Dirigiendo la mirada algo más hacia el norte, se observan los contornos de otro inquilino de la bajamar. Es el pequeño islote de Tombelaine, una isla mareal a tres kilómetros del monte. Aunque dejamos pasar el tiempo con la esperanza de ver acercarse las aguas, algo me dice que es con la marea baja cuando este lugar adquiere la magia que le ha hecho mundialmente famoso. El día se encamina hacia su crepúsculo cuando las primeras ráfagas de bruma cruzan por delante de la estatua del arcángel San Miguel, que, rematando el pináculo a 157 metros del suelo, protege desde las alturas todo el monte. Su figura de cobre dorado mide casi 5 metros y pesa más de 500 kilos, y leo que fue fabricada en la misma fundición donde se creó la Estatua de la Libertad de Nueva York. Nos observa según vamos descendiendo, ya de regreso al continente, a un par de kilómetros de distancia.

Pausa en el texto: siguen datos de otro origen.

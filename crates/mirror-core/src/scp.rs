//! Single-file push over the scp sink protocol.
//!
//! Per push, one session runs `scp -qt <dir>` on the remote host and we feed
//! its stdin:
//!
//! ```text
//! C0755 <size> <name>\n
//! <exactly size bytes>
//! \0
//! ```
//!
//! then close stdin and wait for the receiver to exit. The receiver answers
//! on stdout with one status byte per step: `\0` for ok, `\x01`/`\x02`
//! followed by a message line for errors. The body is written from its own
//! task so the remote can run and acknowledge while bytes stream in.

use crate::paths::{remote_file_name, remote_parent};
use crate::transport::{RemoteTransport, SessionReader, SessionRequest, SessionWriter, TransportError};
use std::fmt;
use thiserror::Error;
use tokio::io::{AsyncRead, AsyncReadExt, AsyncWriteExt};
use tracing::debug;

/// Remote receiver, bound to a destination directory per push.
pub const RECEIVER_COMMAND: &str = "scp -qt";

#[derive(Debug, Error)]
pub enum TransferError {
    #[error("invalid file name for transfer: {0:?}")]
    InvalidFileName(String),

    #[error("could not open transfer session for {path}: {source}")]
    Session {
        path: String,
        #[source]
        source: TransportError,
    },

    #[error("transfer to {path} declared {declared} bytes but only {written} were available")]
    SizeMismatch {
        path: String,
        declared: u64,
        written: u64,
    },

    #[error("remote receiver for {path} exited with status {status}{}", .message.as_deref().map(|m| format!(": {m}")).unwrap_or_default())]
    RemoteExit {
        path: String,
        status: i32,
        message: Option<String>,
    },

    #[error("stream error while pushing {path}: {source}")]
    Stream {
        path: String,
        #[source]
        source: std::io::Error,
    },
}

/// The `C` control line that precedes a file body.
#[derive(Debug, Clone, PartialEq, Eq)]
pub struct TransferHeader {
    pub mode: u32,
    pub size: u64,
    pub file_name: String,
}

impl TransferHeader {
    /// Build a header. The file name must be a bare base name.
    pub fn new(mode: u32, size: u64, file_name: &str) -> Result<Self, TransferError> {
        let valid = !file_name.is_empty()
            && file_name != "."
            && file_name != ".."
            && !file_name.contains(['/', '\n', '\0']);
        if !valid {
            return Err(TransferError::InvalidFileName(file_name.to_string()));
        }
        Ok(Self {
            mode: mode & 0o7777,
            size,
            file_name: file_name.to_string(),
        })
    }

    pub fn encode(&self) -> String {
        self.to_string()
    }
}

impl fmt::Display for TransferHeader {
    /// The receiver requires exactly four octal mode digits.
    fn fmt(&self, f: &mut fmt::Formatter<'_>) -> fmt::Result {
        writeln!(f, "C{:04o} {} {}", self.mode, self.size, self.file_name)
    }
}

enum BodyError {
    Short(u64),
    Io(std::io::Error),
}

impl From<std::io::Error> for BodyError {
    fn from(e: std::io::Error) -> Self {
        BodyError::Io(e)
    }
}

/// Push `size` bytes from `source` to `remote_path`.
///
/// `size` must be snapshotted by the caller right before streaming. If the
/// source yields fewer bytes the push fails with `SizeMismatch` instead of
/// waiting on the receiver. The destination directory must already exist.
pub async fn push<T, S>(
    transport: &T,
    source: S,
    size: u64,
    mode: u32,
    remote_path: &str,
) -> Result<(), TransferError>
where
    T: RemoteTransport + ?Sized,
    S: AsyncRead + Send + Unpin + 'static,
{
    let header = TransferHeader::new(mode, size, remote_file_name(remote_path))?;
    let command = format!(
        "{} {}",
        RECEIVER_COMMAND,
        shell_words::quote(remote_parent(remote_path))
    );

    let session_error = |source| TransferError::Session {
        path: remote_path.to_string(),
        source,
    };

    let mut session = transport
        .open_session(SessionRequest::Exec(command))
        .await
        .map_err(session_error)?;
    let stdin = session
        .take_stdin()
        .ok_or_else(|| session_error(TransportError::Session("session has no stdin".into())))?;
    let stdout = session.take_stdout();
    let stderr = session.take_stderr();

    debug!("Pushing {} ({} bytes)", remote_path, size);
    let writer = tokio::spawn(write_body(stdin, header, source));
    let (acks, _) = tokio::join!(drain(stdout), drain(stderr));

    let written = writer.await.map_err(|e| TransferError::Stream {
        path: remote_path.to_string(),
        source: std::io::Error::other(e),
    })?;
    let status = session.wait().await.map_err(session_error)?;

    if let Err(BodyError::Short(written)) = written {
        return Err(TransferError::SizeMismatch {
            path: remote_path.to_string(),
            declared: size,
            written,
        });
    }
    if status != 0 {
        return Err(TransferError::RemoteExit {
            path: remote_path.to_string(),
            status,
            message: receiver_error(&acks),
        });
    }
    if let Err(BodyError::Io(source)) = written {
        return Err(TransferError::Stream {
            path: remote_path.to_string(),
            source,
        });
    }
    Ok(())
}

async fn write_body<S>(
    mut stdin: SessionWriter,
    header: TransferHeader,
    source: S,
) -> Result<u64, BodyError>
where
    S: AsyncRead + Send + Unpin,
{
    stdin.write_all(header.encode().as_bytes()).await?;

    let mut body = source.take(header.size);
    let written = tokio::io::copy(&mut body, &mut stdin).await?;
    if written != header.size {
        // stdin drops here without a terminator, so the receiver sees EOF
        return Err(BodyError::Short(written));
    }

    stdin.write_all(&[0]).await?;
    stdin.shutdown().await?;
    Ok(written)
}

async fn drain(reader: Option<SessionReader>) -> Vec<u8> {
    let mut buf = Vec::new();
    if let Some(mut reader) = reader {
        if let Err(e) = reader.read_to_end(&mut buf).await {
            debug!("Stopped draining session output: {}", e);
        }
    }
    buf
}

/// First warning/fatal message in a receiver's status stream.
pub fn receiver_error(acks: &[u8]) -> Option<String> {
    let start = acks.iter().position(|b| *b == 1 || *b == 2)?;
    let rest = &acks[start + 1..];
    let line = rest.split(|b| *b == b'\n').next().unwrap_or_default();
    let message = String::from_utf8_lossy(line).trim().to_string();
    if message.is_empty() {
        None
    } else {
        Some(message)
    }
}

Como en aquella deliciosa Brigadoon, fábula musical del viejo Hollywood que dirigiera Vincente Minnelli en 1954, en la que dos americanos se pierden en los bosques de Escocia y llegan a un pueblo encantado que no está en los mapas, pintoresco y hermoso, y que aparece solo un día cada cien años para desaparecer después en las nieblas del tiempo, así Mont Saint-Michel nos despide ya convertido en misterioso habitante de la bruma, silencioso y espectral, alejándose como engullido por su pasado, de vuelta al hechizo de su idilio perpetuo con el mar.